The fear of excellence is now constitutive of the pedagogy and signaling devices we use. In any other education system, mass and large-scale exams, say SAT, are used to determine threshold qualifications for entrance. In India mass exams are almost constitutive of your educational qualifications. The inordinate weight on standardised examinations, which your teachers will have no control over, essentially renders the quality of institution or teaching in the class room irrelevant, because the goals have already been defined from outside the institution.
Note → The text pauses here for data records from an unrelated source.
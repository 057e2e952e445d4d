//! Command-line client for the CodePaste API.

use base64::{engine::general_purpose::STANDARD as BASE64, Engine};
use clap::{CommandFactory, Parser, Subcommand};
use clap_complete::{generate, Shell};
use codepaste_core::models::PasteKind;
use codepaste_core::DEFAULT_CLI_SERVER_URL;
use serde_json::Value;
use std::io::{self, Read, Write};
use std::path::PathBuf;

/// Words per line when printing text pastes.
const WORDS_PER_LINE: usize = 15;

#[derive(Parser)]
#[command(name = "cpaste", about = "CodePaste CLI", version)]
struct Cli {
    /// Server URL (can also be set via CP_SERVER env var)
    #[arg(short, long, env = "CP_SERVER")]
    server: Option<String>,

    /// Output in JSON format
    #[arg(short, long, global = true)]
    json: bool,

    /// Request timeout in seconds
    #[arg(short = 't', long, default_value = "30")]
    timeout: u64,

    #[command(subcommand)]
    command: Commands,
}

#[derive(Subcommand)]
enum Commands {
    /// Generate shell completions
    Completions {
        /// Shell to generate completions for
        #[arg(value_enum)]
        shell: Shell,
    },
    /// Claim a user name
    Register { name: String },
    /// Upload text or a file and print its retrieval code
    Paste {
        /// Name recorded as the paste owner (anonymous when omitted)
        #[arg(short, long)]
        user: Option<String>,
        /// Text to paste; stdin is read when neither --text nor --file is given
        #[arg(long, conflicts_with = "file")]
        text: Option<String>,
        /// File whose raw bytes are uploaded
        #[arg(short, long)]
        file: Option<PathBuf>,
    },
    /// Fetch a paste by retrieval code
    Get {
        code: String,
        /// Print text as stored instead of re-wrapping it
        #[arg(long)]
        raw: bool,
    },
}

/// What a `paste` invocation uploads.
#[derive(Debug, Clone, PartialEq, Eq)]
enum UploadSource {
    Text(String),
    File(Vec<u8>),
}

fn error_message_for_response(status: reqwest::StatusCode, body: &str) -> String {
    if body.trim().is_empty() {
        return status
            .canonical_reason()
            .unwrap_or("Request failed")
            .to_string();
    }

    if let Ok(value) = serde_json::from_str::<Value>(body) {
        return value
            .get("error")
            .and_then(|v| v.as_str())
            .unwrap_or(body)
            .to_string();
    }

    body.to_string()
}

async fn ensure_success_or_exit(res: reqwest::Response, action: &str) -> reqwest::Response {
    let status = res.status();
    if status.is_success() {
        return res;
    }

    let body = match res.text().await {
        Ok(body) => body,
        Err(err) => format!("failed to read error response body: {}", err),
    };
    let message = error_message_for_response(status, &body);
    eprintln!("{} failed ({}): {}", action, status, message);
    std::process::exit(1);
}

fn api_url(server: &str, segments: &[&str]) -> Result<reqwest::Url, String> {
    let mut url = reqwest::Url::parse(server)
        .map_err(|err| format!("Invalid server URL '{}': {}", server, err))?;
    let mut path = url
        .path_segments_mut()
        .map_err(|_| "Server URL cannot be used as an API base".to_string())?;
    path.pop_if_empty();
    for segment in segments {
        path.push(segment);
    }
    drop(path);
    Ok(url)
}

fn api_url_or_exit(server: &str, action: &str, segments: &[&str]) -> reqwest::Url {
    match api_url(server, segments) {
        Ok(url) => url,
        Err(message) => {
            eprintln!("{} failed: {}", action, message);
            std::process::exit(1);
        }
    }
}

fn normalize_server(server: String) -> String {
    if let Ok(mut url) = reqwest::Url::parse(&server) {
        let should_normalize_localhost =
            url.scheme().eq_ignore_ascii_case("http") && url.host_str() == Some("localhost");
        if should_normalize_localhost && url.set_host(Some("127.0.0.1")).is_err() {
            return server;
        }
        let mut normalized = url.to_string();
        while normalized.ends_with('/') {
            normalized.pop();
        }
        return normalized;
    }
    server
}

fn resolve_server(server: Option<String>) -> String {
    server
        .map(|value| value.trim().to_string())
        .filter(|value| !value.is_empty())
        .unwrap_or_else(|| DEFAULT_CLI_SERVER_URL.to_string())
}

/// Build the `/paste` request body.
///
/// Text is JSON-encoded before upload, so the stored body is a JSON string;
/// file bytes are sent untouched.
fn upload_payload(user: Option<&str>, source: &UploadSource) -> Result<Value, String> {
    let (kind, bytes) = match source {
        UploadSource::Text(text) => (
            PasteKind::Text,
            serde_json::to_vec(text).map_err(|err| format!("text encoding error: {}", err))?,
        ),
        UploadSource::File(bytes) => (PasteKind::File, bytes.clone()),
    };
    Ok(serde_json::json!({
        "user": user.unwrap_or_default(),
        "type": kind.as_str(),
        "uploadBody": BASE64.encode(bytes),
    }))
}

fn wrap_words(text: &str, per_line: usize) -> String {
    let words: Vec<&str> = text.split_whitespace().collect();
    words
        .chunks(per_line.max(1))
        .map(|line| line.join(" "))
        .collect::<Vec<_>>()
        .join("\n")
}

/// Render a fetched record for stdout.
///
/// File bodies are returned byte-for-byte. Text bodies are unwrapped from
/// their JSON-string encoding when possible and re-flowed unless `raw`.
/// Only text and JSON output gain a trailing newline.
fn format_get_output(record: &Value, json: bool, raw: bool) -> Result<Vec<u8>, String> {
    if json {
        let mut rendered = serde_json::to_vec_pretty(record)
            .map_err(|err| format!("response encoding error: {}", err))?;
        rendered.push(b'\n');
        return Ok(rendered);
    }

    let encoded = record
        .get("uploadBody")
        .and_then(Value::as_str)
        .ok_or_else(|| "response missing 'uploadBody' field".to_string())?;
    let body = BASE64
        .decode(encoded)
        .map_err(|err| format!("response body is not base64: {}", err))?;

    let kind = record
        .get("type")
        .and_then(Value::as_str)
        .unwrap_or("text")
        .parse::<PasteKind>()
        .map_err(|err| err.to_string())?;
    if kind == PasteKind::File {
        return Ok(body);
    }

    let text = serde_json::from_slice::<String>(&body)
        .unwrap_or_else(|_| String::from_utf8_lossy(&body).into_owned());
    let mut text = if raw {
        text
    } else {
        wrap_words(&text, WORDS_PER_LINE)
    };
    if !text.ends_with('\n') {
        text.push('\n');
    }
    Ok(text.into_bytes())
}

fn read_upload_source(text: Option<String>, file: Option<PathBuf>) -> io::Result<UploadSource> {
    if let Some(text) = text {
        return Ok(UploadSource::Text(text));
    }
    if let Some(path) = file {
        return std::fs::read(path).map(UploadSource::File);
    }
    let mut buffer = String::new();
    io::stdin().read_to_string(&mut buffer)?;
    Ok(UploadSource::Text(buffer))
}

#[tokio::main]
async fn main() -> Result<(), Box<dyn std::error::Error>> {
    let Cli {
        server,
        json,
        timeout,
        command,
    } = Cli::parse();

    if let Commands::Completions { shell } = &command {
        let mut cmd = Cli::command();
        let name = cmd.get_name().to_string();
        generate(*shell, &mut cmd, name, &mut io::stdout());
        return Ok(());
    }

    let client = reqwest::Client::builder()
        .timeout(std::time::Duration::from_secs(timeout))
        .build()?;
    let server = normalize_server(resolve_server(server));

    match command {
        Commands::Completions { .. } => {}
        Commands::Register { name } => {
            let endpoint = api_url_or_exit(&server, "Register", &["register"]);
            let res = client.post(endpoint).json(&name).send().await?;
            ensure_success_or_exit(res, "Register").await;
            if json {
                println!("{}", serde_json::json!({ "registered": name }));
            } else {
                println!("Registered successfully, welcome {}", name);
            }
        }
        Commands::Paste { user, text, file } => {
            let endpoint = api_url_or_exit(&server, "Paste", &["paste"]);
            let source = read_upload_source(text, file)?;
            let body = match upload_payload(user.as_deref(), &source) {
                Ok(body) => body,
                Err(message) => {
                    eprintln!("Paste failed: {}", message);
                    std::process::exit(1);
                }
            };

            let res = client.post(endpoint).json(&body).send().await?;
            let res = ensure_success_or_exit(res, "Paste").await;
            let code: String = res.json().await?;
            if json {
                println!("{}", serde_json::json!({ "code": code }));
            } else {
                println!("Pasted successfully at: {}", code);
            }
        }
        Commands::Get { code, raw } => {
            let endpoint = api_url_or_exit(&server, "Get", &["get"]);
            let res = client.post(endpoint).json(&code).send().await?;
            let res = ensure_success_or_exit(res, "Get").await;
            let record: Value = res.json().await?;

            let output = match format_get_output(&record, json, raw) {
                Ok(output) => output,
                Err(message) => {
                    eprintln!("Get failed: {}", message);
                    std::process::exit(1);
                }
            };
            let mut stdout = io::stdout().lock();
            stdout.write_all(&output)?;
            stdout.flush()?;
        }
    }

    Ok(())
}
Another manifestation of our fear of excellence is the specious distinction we draw between research and teaching. The distinction itself implies that there is something formulaic about teaching that can be detached from a research orientation. But it is difficult to imagine what good undergraduate education is about if not inculcating an ability to do research, not in a strict professional sense, but as an orientation to the world. The goal of undergraduate education ought to be to encourage inquiring minds. This is a disposition to relentlessly ask difficult and new questions, to have the ability to weigh evidence, and to be an active generator of knowledge rather than a passive recipient of information. When Wall Street firms recruit philosophy graduates from Harvard, they are not looking at the information these students can reproduce in exams, they are looking at a possession of generalisable skills. It is not an accident that top universities like Harvard and Princeton will not compromise on their faculty teaching undergraduate courses.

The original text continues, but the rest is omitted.